酒吧里安静了。不是真的安静——有人在低声说话,吧台後面有调酒师摇动雪克杯的声音,角落里有人笑了一声。但这些声音都变成了背景,像隔了一层厚厚的玻璃。宋言周只能听到那把吉他和那个声音。

        沈知渡唱完一首,没有停,直接弹起了下一首。这一首更慢,更轻,像一个人在深夜自言自语。宋言周听不清每一句歌词,但他听清了最後一句——

        「如果有人听到/请不要叫醒我/我已经很久没有做梦了」

        最後一个音符在空气中消散。沈知渡的手从琴弦上抬起来,放在吉他琴身上,停留了几秒。灯光照在他的脸上,宋言周终於看清了他的表情——不是占卜馆里那种清冷的、疏离的、什麽都不在乎的表情,而是一种很安静的、近乎脆弱的、像刚哭过又擦乾了的样子。

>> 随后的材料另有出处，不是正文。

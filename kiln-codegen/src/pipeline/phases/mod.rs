//! Built-in pipeline phases.
//!
//! - [`LowerPhase`] - transforms the manifest into domain IR
//! - [`ValidatePhase`] - runs lints over the IR
//! - [`ResolvePhase`] - resolves effective metadata per class
//! - [`RelatePhase`] - derives relation ends between live classes
//! - [`PlanPhase`] - plans the four artifacts of every live class

mod lower;
mod plan;
mod relate;
mod resolve;
mod validate;

pub use lower::{LowerPhase, lower_manifest};
pub use plan::PlanPhase;
pub use relate::RelatePhase;
pub use resolve::ResolvePhase;
pub use validate::{
    ClassNamingLint, DuplicateClassLint, EmptyClassLint, Lint, LintInfo, UnusedStateEnumLint,
    ValidatePhase,
};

        他闭着眼睛,睫毛微微颤了一下,然後睁开。

        宋言周低下头,端起威士忌,一口喝完。冰块撞在牙齿上,凉意从喉咙一路烧到胃里。他的手指在杯壁上收紧,指节泛白。

        旁边的客户在说什麽,他点了一下头,也不知道自己在同意什麽。他只想等沈知渡下台,然後——

        然後什麽?他也不知道。

        沈知渡又唱了两首。第三首的时候,他的声音有些哑了,但那种哑反而让歌更有味道,像一张被r0u皱又抚平的纸,褶皱还在,但更柔软了。第四首唱到一半的时候,他停下来,说了一句「今天就到这里」,然後抱着吉他下了台。

        灯光暗下去,酒吧又恢复了之前的昏暗。

        宋言周站起来。